Placek made the 8,000-mile trip from Washington to Tamil Nadu to study pregnancy-related food aversions in a society where resources are scarce and rates of infectious disease are high.

“Her results confirm that pregnant women do avoid foods they believe are harmful to their babies, even when food is hard to come by,” Hagen said.

Placek and her research assistant interview a pregnant woman about dietary cravings and aversions in South India.
Placek, center, and her research assistant, right, interview a pregnant woman in southern India about her dietary cravings and aversions.

Placek’s study also shows that pregnant women often learn from others what foods to avoid, rather than relying solely on their own negative reactions to various foods. Previous studies have concluded that pregnant women’s distaste for certain foods and the nausea, vomiting and discomfort that goes with eating them are the body’s way of protecting a developing baby from plant toxins and foodborne pathogens.

However, this hypothesis has been difficult to confirm in studies conducted in the United States and other countries where the risk of foodborne illness is low and a wide variety of eatables are available at the local supermarket.

“In rural India, you simply can’t go to Safeway and pick out a healthy and nutritious snack,” Placek said. “We thought the lack of available options would make it easier to test evolutionary theories regarding foods women were craving or avoiding and what was motivating their decisions.”

Two groups of women were surveyed for the study. The first group consisted of non-pregnant women whom Placek and a translator recruited by going door-to-door in and around Tamil Nadu.
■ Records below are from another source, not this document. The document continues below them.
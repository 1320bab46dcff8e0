use serde::Deserialize;

/// Logging configuration
#[derive(Debug, Clone, Deserialize)]
#[serde(deny_unknown_fields)]
pub struct LoggingConfig {
    /// `EnvFilter` directive, overridden by `RUST_LOG` when set
    #[serde(default = "default_filter")]
    pub filter: String,
    /// Output format
    #[serde(default)]
    pub format: LogFormat,
}

impl Default for LoggingConfig {
    fn default() -> Self {
        Self {
            filter: default_filter(),
            format: LogFormat::default(),
        }
    }
}

fn default_filter() -> String {
    "info".to_string()
}

/// Log line format
#[derive(Debug, Clone, Copy, Default, PartialEq, Eq, Deserialize)]
#[serde(rename_all = "snake_case")]
pub enum LogFormat {
    /// Human-readable lines
    #[default]
    Text,
    /// One JSON object per line
    Json,
}
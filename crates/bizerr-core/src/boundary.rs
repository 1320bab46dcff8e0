use http::{HeaderValue, StatusCode, header};

use crate::{BusinessError, Cause, HttpError, resolve};

/// Status, code and message reported to an external caller
///
/// Built once per failed request at the outermost layer. Only descriptor
/// data ends up here; the raw cause chain is logged and then dropped.
#[derive(Debug, Clone, PartialEq, Eq)]
pub struct ErrorResponse {
    status: StatusCode,
    code: String,
    message: String,
}

impl ErrorResponse {
    /// Resolve `err` and keep only what is safe to expose
    ///
    /// The full chain is logged at `warn` level before being discarded.
    pub fn from_error(err: Option<Cause>, fallback: &BusinessError) -> Self {
        if let Some(ref cause) = err {
            tracing::warn!(error = %cause, "request failed");
        }

        Self::from_http_error(&resolve(err, fallback))
    }

    /// Build from any [`HttpError`]
    pub fn from_http_error(error: &impl HttpError) -> Self {
        Self {
            status: error.status_code(),
            code: error.error_type().to_owned(),
            message: error.client_message(),
        }
    }

    /// HTTP status to send
    pub const fn status(&self) -> StatusCode {
        self.status
    }

    /// Machine-readable error code
    pub fn code(&self) -> &str {
        &self.code
    }

    /// Client-facing message
    pub fn message(&self) -> &str {
        &self.message
    }

    /// JSON error body
    pub fn body(&self) -> serde_json::Value {
        serde_json::json!({
            "error": {
                "code": self.code,
                "message": self.message,
            }
        })
    }

    /// Convert into an `http` response with a JSON body
    pub fn into_http(self) -> http::Response<String> {
        let mut response = http::Response::new(self.body().to_string());
        *response.status_mut() = self.status;
        response
            .headers_mut()
            .insert(header::CONTENT_TYPE, HeaderValue::from_static("application/json"));
        response
    }
}
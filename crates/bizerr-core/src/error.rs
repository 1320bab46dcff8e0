use http::StatusCode;
use thiserror::Error;

use crate::ResponseError;

/// Errors that can be turned into an externally visible HTTP error
///
/// The boundary layer only ever reads these three values, keeping raw
/// causes out of responses.
pub trait HttpError: std::error::Error {
    /// HTTP status code for this error
    fn status_code(&self) -> StatusCode;

    /// Stable machine-readable error code (e.g. `USER-00010020`)
    fn error_type(&self) -> &str;

    /// Message safe to expose to API consumers
    fn client_message(&self) -> String;
}

impl HttpError for ResponseError {
    fn status_code(&self) -> StatusCode {
        Self::status_code(self)
    }

    fn error_type(&self) -> &str {
        self.error().code()
    }

    fn client_message(&self) -> String {
        self.error().message().to_owned()
    }
}

/// Errors raised while assembling a [`Catalog`](crate::Catalog)
#[derive(Debug, Clone, PartialEq, Eq, Error)]
pub enum CatalogError {
    /// A descriptor was registered with an empty code
    #[error("error code must not be empty (message: {message:?})")]
    EmptyCode { message: String },

    /// Two descriptors share the same code
    #[error("duplicate error code: {code}")]
    DuplicateCode { code: String },

    /// A configured status is not a valid HTTP status code
    #[error("invalid HTTP status {status} for error code {code}")]
    InvalidStatus { code: String, status: u16 },

    /// No fallback descriptor was chosen
    #[error("catalog has no fallback error code")]
    MissingFallback,

    /// The fallback code is not part of the catalog
    #[error("fallback error code is not in the catalog: {code}")]
    UnknownFallback { code: String },
}
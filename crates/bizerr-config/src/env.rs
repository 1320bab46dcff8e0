use std::{borrow::Cow, sync::OnceLock};

use regex::{Captures, Regex};

/// Substitute `{{ env.VAR }}` placeholders in raw configuration text
///
/// `{{ env.VAR | default("value") }}` falls back to `value` when `VAR` is
/// unset. Comment lines are copied verbatim so commented-out entries never
/// require their variables.
pub fn expand_env(input: &str) -> anyhow::Result<String> {
    let lines = input
        .split_inclusive('\n')
        .map(|line| {
            if line.trim_start().starts_with('#') {
                Ok(Cow::Borrowed(line))
            } else {
                expand_line(line)
            }
        })
        .collect::<anyhow::Result<Vec<_>>>()?;

    Ok(lines.concat())
}

fn placeholder() -> &'static Regex {
    static PLACEHOLDER: OnceLock<Regex> = OnceLock::new();
    // 1: scoped key, 2: optional default
    PLACEHOLDER.get_or_init(|| {
        Regex::new(r#"\{\{\s*([A-Za-z0-9_.]+)\s*(?:\|\s*default\("([^"]*)"\)\s*)?\}\}"#)
            .expect("placeholder pattern must compile")
    })
}

fn expand_line(line: &str) -> anyhow::Result<Cow<'_, str>> {
    let mut failure = None;

    let expanded = placeholder().replace_all(line, |captures: &Captures<'_>| {
        let default = captures.get(2).map(|m| m.as_str());

        lookup(&captures[1], default).unwrap_or_else(|e| {
            failure.get_or_insert(e);
            String::new()
        })
    });

    match failure {
        Some(e) => Err(e),
        None => Ok(expanded),
    }
}

fn lookup(key: &str, default: Option<&str>) -> anyhow::Result<String> {
    let var = key
        .strip_prefix("env.")
        .filter(|var| !var.is_empty() && !var.contains('.'))
        .ok_or_else(|| anyhow::anyhow!("only `env.` placeholders are supported: `{key}`"))?;

    match std::env::var(var) {
        Ok(value) => Ok(value),
        Err(_) => default
            .map(str::to_owned)
            .ok_or_else(|| anyhow::anyhow!("environment variable not set: `{var}`")),
    }
}
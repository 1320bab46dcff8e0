use crate::{BusinessError, Cause, ResponseError, wrap};

/// Find the classification to report for `err`
///
/// Walks the chain from the outermost link towards the root cause and
/// returns the *innermost* [`ResponseError`] it passes. Lower layers assign
/// the most specific descriptors, so the deepest match wins over the generic
/// ones added on the way up. Context annotations are transparent; the walk
/// stops at an opaque error or at the end of the chain.
///
/// When no layer classified the failure, the result is `fallback` wrapped
/// around the original `err`.
pub fn resolve(err: Option<Cause>, fallback: &BusinessError) -> ResponseError {
    if let Some(classified) = err.as_ref().and_then(Cause::classification) {
        return classified.clone();
    }

    wrap(fallback.clone(), err)
}
//! Logging setup for bizerr
//!
//! Installs a `tracing-subscriber` registry driven by [`LoggingConfig`]

use bizerr_config::{LogFormat, LoggingConfig};
use tracing_subscriber::{
    EnvFilter, Layer, Registry, fmt::MakeWriter, layer::SubscriberExt, util::SubscriberInitExt,
};

/// Initialize the global subscriber
///
/// Logs go to stderr so command output on stdout stays parseable.
/// `RUST_LOG` takes precedence over the configured filter. An unparsable
/// filter falls back to `info` rather than failing startup.
///
/// # Errors
///
/// Returns an error if a global subscriber is already installed
pub fn init(config: &LoggingConfig) -> anyhow::Result<()> {
    let filter = build_filter(std::env::var(EnvFilter::DEFAULT_ENV).ok().as_deref(), &config.filter);

    tracing_subscriber::registry()
        .with(fmt_layer(config.format, std::io::stderr))
        .with(filter)
        .try_init()
        .map_err(|e| anyhow::anyhow!("failed to install tracing subscriber: {e}"))
}

/// Pick the effective filter: environment override first, then config
fn build_filter(env_override: Option<&str>, configured: &str) -> EnvFilter {
    env_override
        .and_then(|directives| EnvFilter::try_new(directives).ok())
        .or_else(|| EnvFilter::try_new(configured).ok())
        .unwrap_or_else(|| EnvFilter::new("info"))
}

fn fmt_layer<W>(format: LogFormat, writer: W) -> Box<dyn Layer<Registry> + Send + Sync>
where
    W: for<'w> MakeWriter<'w> + Send + Sync + 'static,
{
    let layer = tracing_subscriber::fmt::layer()
        .with_writer(writer)
        .with_target(true)
        .with_thread_ids(false)
        .with_file(false)
        .with_line_number(false);

    match format {
        LogFormat::Text => layer.boxed(),
        LogFormat::Json => layer.json().boxed(),
    }
}
#![allow(dead_code)]

pub mod catalog;
pub mod users;
#![allow(clippy::must_use_candidate)]

pub mod catalog;
mod env;
mod loader;
pub mod logging;

use serde::Deserialize;

pub use catalog::*;
pub use logging::*;

/// Top-level configuration file
#[derive(Debug, Deserialize)]
#[serde(deny_unknown_fields)]
pub struct Config {
    /// Log filter and output format
    #[serde(default)]
    pub logging: LoggingConfig,
    /// Error descriptors and the fallback code
    pub catalog: CatalogConfig,
}
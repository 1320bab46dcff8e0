use std::borrow::Cow;

use http::StatusCode;

/// Descriptor for one class of business failure
///
/// Descriptors are usually declared as constants or loaded once into a
/// [`Catalog`](crate::Catalog). The `code` is the stable, machine-readable
/// identifier exposed to API consumers.
#[derive(Debug, Clone, PartialEq, Eq, Hash)]
pub struct BusinessError {
    status: Option<StatusCode>,
    code: Cow<'static, str>,
    message: Cow<'static, str>,
}

impl BusinessError {
    /// Declare a descriptor with an explicit HTTP status
    pub const fn new(status: StatusCode, code: &'static str, message: &'static str) -> Self {
        Self {
            status: Some(status),
            code: Cow::Borrowed(code),
            message: Cow::Borrowed(message),
        }
    }

    /// Declare a descriptor that leaves the HTTP status unset
    ///
    /// The boundary reports these as `500 Internal Server Error`.
    pub const fn without_status(code: &'static str, message: &'static str) -> Self {
        Self {
            status: None,
            code: Cow::Borrowed(code),
            message: Cow::Borrowed(message),
        }
    }

    /// Build a descriptor from runtime values, e.g. a configuration file
    pub fn owned(status: Option<StatusCode>, code: impl Into<String>, message: impl Into<String>) -> Self {
        Self {
            status,
            code: Cow::Owned(code.into()),
            message: Cow::Owned(message.into()),
        }
    }

    /// Configured HTTP status, `None` when unset
    pub const fn status(&self) -> Option<StatusCode> {
        self.status
    }

    /// Stable machine-readable code
    pub fn code(&self) -> &str {
        &self.code
    }

    /// Human-readable message safe to show to API consumers
    pub fn message(&self) -> &str {
        &self.message
    }
}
The second group consisted of soon-to-be mothers identified with the help of local health officials.

All participants were asked about cravings and aversions during pregnancy as well as why they wanted or avoided certain foods.

Forty percent reported an aversion to fruits, claiming they had been told or had learned through experience that eating fruit during pregnancy can cause stomach pain, miscarriage, or manthai.

Only 12 percent of respondents said meat should be avoided and less than 5 percent claimed an aversion to vegetables.

“Cultural preference is an interesting thing,” Placek said. “For instance, in Northern Peru researchers found that dark-colored fruits are considered cooling and healing rather than harmful. A big part of this research going forward will be resolving this apparent paradox.”

Collaborating and colliding with science

In the United States and other western countries, many common food practices and aversions often are based more on cultural preference than on scientific data.

A pregnant woman meditates in Tamil Nadu.
A expectant mother meditates in Tamil Nadu.

“Pregnant women in the U.S. often microwave pre-cooked deli meat and tend to avoid sushi to reduce the risk of contracting listeriosis,” Placek said. “Although the risk of getting listeriosis might be low, the idea is that it’s better to be safe than sorry.”

One possible yet unexplored immunological explanation for Indian women’s aversion to fruit while pregnant is that many fruits are potential allergens, especially for individuals allergic to latex. An extreme allergic reaction to the latex in a papaya or unripe mango during pregnancy could be potentially catastrophic for a mother or her unborn child.

This is one of many uncertainties Placek will address next spring when she returns to India. She also plans to work with Indian health officials who are interested in reintroducing fruit into the diets of pregnant women suffering from malnutrition.

“The officials I have talked to are really interested in this research because many of these women are very food insecure but are nevertheless avoiding really highly nutritious foods—foods they have access to and potentially beneficial to their babies,” she said.